Numerous genetic markers have been developed to establish microbial source tracking (MST) assays in the last decade. However, the selection of suitable markers is challenging due to a lack of understanding of fundamental factors such as sensitivity, specificity, and concentration in target/nontarget hosts, especially in East Asia. In this study, a total of 506 faecal samples comprised of human and 12 nonhuman hosts were collected from 28 cities across China and tested for marker performance characteristics.
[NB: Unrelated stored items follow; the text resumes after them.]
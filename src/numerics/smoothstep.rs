//! Polynomial smooth-step functions.
//!
//! They blend two regimes over a finite interval with a continuous first derivative, so that
//! the recombination integrator and the reionization profile never see a hard switch.

/// Goes from 0 to 1 when `x` goes from -1 to 1 (cubic, zero slope at both ends).
#[inline]
pub fn f1(x: f64) -> f64 {
    -0.75 * x * (x * x / 3. - 1.) + 0.5
}

/// Goes from 0 to 1 when `x` goes from 0 to 1 (cubic, zero slope at both ends).
#[inline]
pub fn f2(x: f64) -> f64 {
    x * x * (0.5 - x / 3.) * 6.
}

/// Half-width, in units of the profile argument, of the reionization step.
///
/// With this scaling the step has the same slope at its center as `(tanh(u) + 1) / 2`.
const STEP_HALF_WIDTH: f64 = 1.5;

/// Value, first and second derivative of a smooth step going from 0 (u → -∞) to 1 (u → +∞).
///
/// The step is `f1(u / 1.5)` inside `|u| < 1.5` and constant outside; it replaces the
/// hyperbolic tangent of the usual reionization parametrization with a compactly supported
/// polynomial whose derivatives are known in closed form.
///
/// Return
/// ----------
/// * `(s, ds/du, d²s/du²)`
pub fn reionization_step(u: f64) -> (f64, f64, f64) {
    let v = u / STEP_HALF_WIDTH;
    if v <= -1. {
        (0., 0., 0.)
    } else if v >= 1. {
        (1., 0., 0.)
    } else {
        let ds = 0.75 * (1. - v * v) / STEP_HALF_WIDTH;
        let dds = -1.5 * v / (STEP_HALF_WIDTH * STEP_HALF_WIDTH);
        (f1(v), ds, dds)
    }
}
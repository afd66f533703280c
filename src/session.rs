use crate::record::Record;
use crate::sink::CsvSink;

/// Whether readings are being persisted. Starts Idle; one-way - once
/// Recording there is no transition back, logging runs until process exit.
pub enum SessionState {
    Idle,
    Recording,
}

impl SessionState {
    pub fn new() -> SessionState {
        SessionState::Idle
    }

    pub fn is_recording(&self) -> bool {
        matches!(self, SessionState::Recording)
    }

    /// Apply the arming rule to one trimmed operator command. Returns true
    /// iff this call performed the Idle -> Recording transition.
    ///
    /// The rule is a substring test: any command containing an 's' arms
    /// logging. Note that this matches more than the intended "start" - a
    /// "status" or even "stop" arms it too. Matches the scale's companion
    /// tooling; an exact-match rule would change behaviour operators rely on.
    pub fn observe_command(&mut self, command: &str) -> bool {
        if self.is_recording() {
            return false;
        }
        if command.contains('s') {
            *self = SessionState::Recording;
            return true;
        }
        false
    }
}

/// What became of one incoming line.
#[derive(Debug)]
pub enum LineDisposition {
    /// Parsed and echoed only - the session is not recording.
    Observed,
    /// Appended to the sink.
    Recorded,
    /// The session is recording but the append failed.
    SinkFailed(std::io::Error),
}

/// Result of handling one line of operator input.
#[derive(Debug, PartialEq, Eq)]
pub struct CommandOutcome {
    /// The trimmed text, to be forwarded to the device verbatim.
    pub command: String,
    /// True iff this input armed logging.
    pub started_logging: bool,
}

/// The ingestion pipeline: session gate plus sink, driven line-by-line.
///
/// Owned and driven by the session thread; nothing here blocks on anything
/// other than the (local, append-mode) sink write. Kept free of channels and
/// threads so the gate can be exercised directly in tests.
pub struct LogSession {
    state: SessionState,
    sink: CsvSink,
}

impl LogSession {
    pub fn new(sink: CsvSink) -> LogSession {
        LogSession {
            state: SessionState::new(),
            sink,
        }
    }

    pub fn is_recording(&self) -> bool {
        self.state.is_recording()
    }

    /// Handle one line from the device: parse it, and append it to the sink
    /// iff the session is recording. The record is returned either way so
    /// the operator console can echo readings that were not persisted.
    pub fn handle_line(&mut self, line: &str) -> (Record, LineDisposition) {
        let record = Record::from_line(line);
        let disposition = if self.state.is_recording() {
            match self.sink.append(&record) {
                Ok(()) => LineDisposition::Recorded,
                Err(e) => LineDisposition::SinkFailed(e),
            }
        } else {
            LineDisposition::Observed
        };
        (record, disposition)
    }

    /// Handle one line of operator input: trim it, apply the arming rule,
    /// and hand back the text to forward. The same text doubles as arming
    /// signal and device command - it is forwarded regardless of whether it
    /// armed logging.
    pub fn handle_command(&mut self, input: &str) -> CommandOutcome {
        let command = input.trim();
        let started_logging = self.state.observe_command(command);
        CommandOutcome {
            command: command.to_string(),
            started_logging,
        }
    }
}

#[cfg(test)]
mod tests {
    use super::*;
    use std::path::PathBuf;
    use std::time::{SystemTime, UNIX_EPOCH};

    fn temp_csv_path(tag: &str) -> PathBuf {
        let unique = format!(
            "scalelog_session_{}_{}_{}.csv",
            tag,
            std::process::id(),
            SystemTime::now()
                .duration_since(UNIX_EPOCH)
                .unwrap()
                .as_nanos()
        );
        std::env::temp_dir().join(unique)
    }

    fn session(tag: &str) -> (LogSession, PathBuf) {
        let path = temp_csv_path(tag);
        (LogSession::new(CsvSink::create(path.clone())), path)
    }

    #[test]
    fn test_commands_with_s_arm_recording() {
        for command in ["s", "start", "stop", "status", "weigh stuff", "S s"] {
            let mut state = SessionState::new();
            // "stop" arming the gate is intentional - see observe_command.
            let fired = state.observe_command(command);
            assert!(fired, "command {command:?} must arm recording");
            assert!(state.is_recording());
        }
    }

    #[test]
    fn test_commands_without_s_leave_idle() {
        let mut state = SessionState::new();
        for command in ["", "tare", "T", "zero", "99", "S"] {
            // Note: the test is case sensitive by design, capital 'S' alone
            // does not arm.
            assert!(!state.observe_command(command));
            assert!(!state.is_recording(), "command {command:?} must not arm");
        }
    }

    #[test]
    fn test_recording_is_permanent() {
        let mut state = SessionState::new();
        assert!(state.observe_command("start"));
        for command in ["stop", "", "tare", "anything at all"] {
            assert!(
                !state.observe_command(command),
                "the transition must only fire once"
            );
            assert!(state.is_recording(), "no command may disarm recording");
        }
    }

    #[test]
    fn test_idle_lines_are_observed_not_recorded() {
        let (mut session, path) = session("idle");
        let (record, disposition) = session.handle_line("1,2,3,4");
        assert_eq!(record.fields(), ["1", "2", "3", "4"]);
        assert!(matches!(disposition, LineDisposition::Observed));
        assert!(!path.exists(), "idle lines must not create the file");
    }

    #[test]
    fn test_recorded_lines_reach_the_sink_in_order() {
        let (mut session, path) = session("recording");
        session.handle_command("start");
        for line in ["1,2,3,4", "5,6,7,8\r", " 9,10,11,12 "] {
            let (_, disposition) = session.handle_line(line);
            assert!(matches!(disposition, LineDisposition::Recorded));
        }

        let contents = std::fs::read_to_string(&path).unwrap();
        assert_eq!(
            contents,
            "time_since_tare,raw,raw_weight,raw_error\n\
             1,2,3,4\n5,6,7,8\n9,10,11,12\n"
        );
        std::fs::remove_file(&path).unwrap();
    }

    #[test]
    fn test_lines_before_arming_are_lost() {
        let (mut session, path) = session("late");
        session.handle_line("1,2,3,4");
        session.handle_command("s");
        session.handle_line("5,6,7,8");

        let contents = std::fs::read_to_string(&path).unwrap();
        assert!(
            !contents.contains("1,2,3,4"),
            "lines seen while idle must not be backfilled"
        );
        assert!(contents.contains("5,6,7,8"));
        std::fs::remove_file(&path).unwrap();
    }

    #[test]
    fn test_command_outcome_carries_trimmed_text() {
        let (mut session, _path) = session("trim");
        assert_eq!(
            session.handle_command("  tare \r\n"),
            CommandOutcome {
                command: "tare".to_string(),
                started_logging: false,
            }
        );
        assert_eq!(
            session.handle_command(" start "),
            CommandOutcome {
                command: "start".to_string(),
                started_logging: true,
            }
        );
        // Already recording: same text, but no second transition.
        assert_eq!(
            session.handle_command("start"),
            CommandOutcome {
                command: "start".to_string(),
                started_logging: false,
            }
        );
    }

    #[test]
    fn test_short_lines_record_with_empty_fields() {
        let (mut session, path) = session("short");
        session.handle_command("s");
        let (record, disposition) = session.handle_line("1,2");
        assert_eq!(record.fields(), ["1", "2", "", ""]);
        assert!(matches!(disposition, LineDisposition::Recorded));

        let contents = std::fs::read_to_string(&path).unwrap();
        assert!(contents.ends_with("1,2,,\n"));
        std::fs::remove_file(&path).unwrap();
    }
}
We firstly tested 40 host-associated markers based on a binary (presence/absence) criterion. Here, 15 markers (7 human-associated, 4 pig-associated, 3 ruminant-associated, and 1 poultry-associated) showed potential applicability in our study area. The selected 15 markers were then tested using qualitative and quantitative methods to characterise their performance. Overall, Bacteroidales markers presented higher sensitivity and concentrations in target samples compared to other bacterial or viral markers, but their specificity was low. Among nontarget samples, pets accounted for 43.7% and 35.7% of cross-reactivity with human-associated and poultry-associated markers, respectively. Noncommon animals, including horse and donkey, contributed 61.3% of cross-reactivity with ruminant-associated markers. When considering the quantitative distribution of markers, their concentration in nontarget samples were 1-3 orders of magnitude lower than in target samples. Moreover, a novel classification method was proposed to classify the nontarget hosts into four groups spanning "no cross-reactivity", "weak cross-reactivity", "moderate cross-reactivity", and "strong cross-reactivity" animal hosts. There were 77.9% nontarget samples identified as no cross-reactivity and weak cross-reactivity hosts, suggesting that these nontarget hosts produce little interference for corresponding markers. Our findings elucidate the performance of host-associated markers around China in a qualitative and quantitative manner, and reveal the interference degree of cross-reactivity from nontarget animals to genetic markers, which will facilitate tracking of multiple faecal pollution sources and planning timely remedial strategies in China.
在过去十年中,已经开发出许多遗传标记来建立微生物源追踪 (MST) 测定。然而,由于缺乏对基本因素(如敏感性、特异性和目标/非目标宿主中的浓度)的理解,选择合适的标记仍然具有挑战性,尤其是在东亚。在本研究中,共收集了来自中国 28 个城市的 506 个人和 12 种非人类宿主的粪便样本,并对标记性能特征进行了测试。我们首先基于二元(存在/不存在)标准测试了 40 个宿主相关标记。其中,15 个标记(7 个人类相关、4 个猪相关、3 个反刍动物相关和 1 个家禽相关)在我们的研究区域具有潜在适用性。然后使用定性和定量方法测试了选定的 15 个标记,以表征其性能。总体而言,与其他细菌或病毒标记相比,Bacteroidales 标记在目标样本中表现出更高的敏感性和浓度,但特异性较低。在非目标样本中,宠物分别占人类相关和家禽相关标记交叉反应的 43.7%和 35.7%。非常见动物,包括马和驴,与反刍动物相关标记的交叉反应率为 61.3%。考虑到标记的定量分布,它们在非目标样本中的浓度比目标样本低 1-3 个数量级。此外,提出了一种新的分类方法,将非目标宿主分为四个组,涵盖“无交叉反应”、“弱交叉反应”、“中等交叉反应”和“强交叉反应”动物宿主。有 77.9%的非目标样本被确定为无交叉反应和弱交叉反应宿主,这表明这些非目标宿主对相应标记产生的干扰很小。我们的研究结果以定性和定量的方式阐明了中国周边地区宿主相关标记的性能,并揭示了非目标动物对遗传标记的交叉反应干扰程度,这将有助于跟踪多种粪便污染源并在中国制定及时的补救策略。